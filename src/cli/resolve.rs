//! `vaultpress resolve`: resolve one link against the vault.

use anyhow::Result;

use crate::config::SiteConfig;
use crate::resolve::{Resolution, Resolver};
use crate::vault::scan_vault;

/// Print the canonical path of `link`, `external` or `unresolved`.
pub fn resolve_link(config: &SiteConfig, link: &str, from: Option<&str>) -> Result<()> {
    println!("{}", resolve_to_string(config, link, from)?);
    Ok(())
}

fn resolve_to_string(config: &SiteConfig, link: &str, from: Option<&str>) -> Result<String> {
    let index = scan_vault(config)?;
    let mut resolver = Resolver::new(&config.site_prefix, &config.vault.default_extension);

    Ok(match resolver.resolve(&index, link, from) {
        Resolution::Found(target) => target.canonical,
        Resolution::External => "external".to_string(),
        Resolution::NotFound => "unresolved".to_string(),
    })
}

***

EXERCISE DESCRIPTION: Set down only these lines, exactly: the line containing "Option<&str>) -> Result<String>" and each line after it, through the end of the listing.

WRITTEN RESPONSE:
fn resolve_to_string(config: &SiteConfig, link: &str, from: Option<&str>) -> Result<String> {
    let index = scan_vault(config)?;
    let mut resolver = Resolver::new(&config.site_prefix, &config.vault.default_extension);

    Ok(match resolver.resolve(&index, link, from) {
        Resolution::Found(target) => target.canonical,
        Resolution::External => "external".to_string(),
        Resolution::NotFound => "unresolved".to_string(),
    })
}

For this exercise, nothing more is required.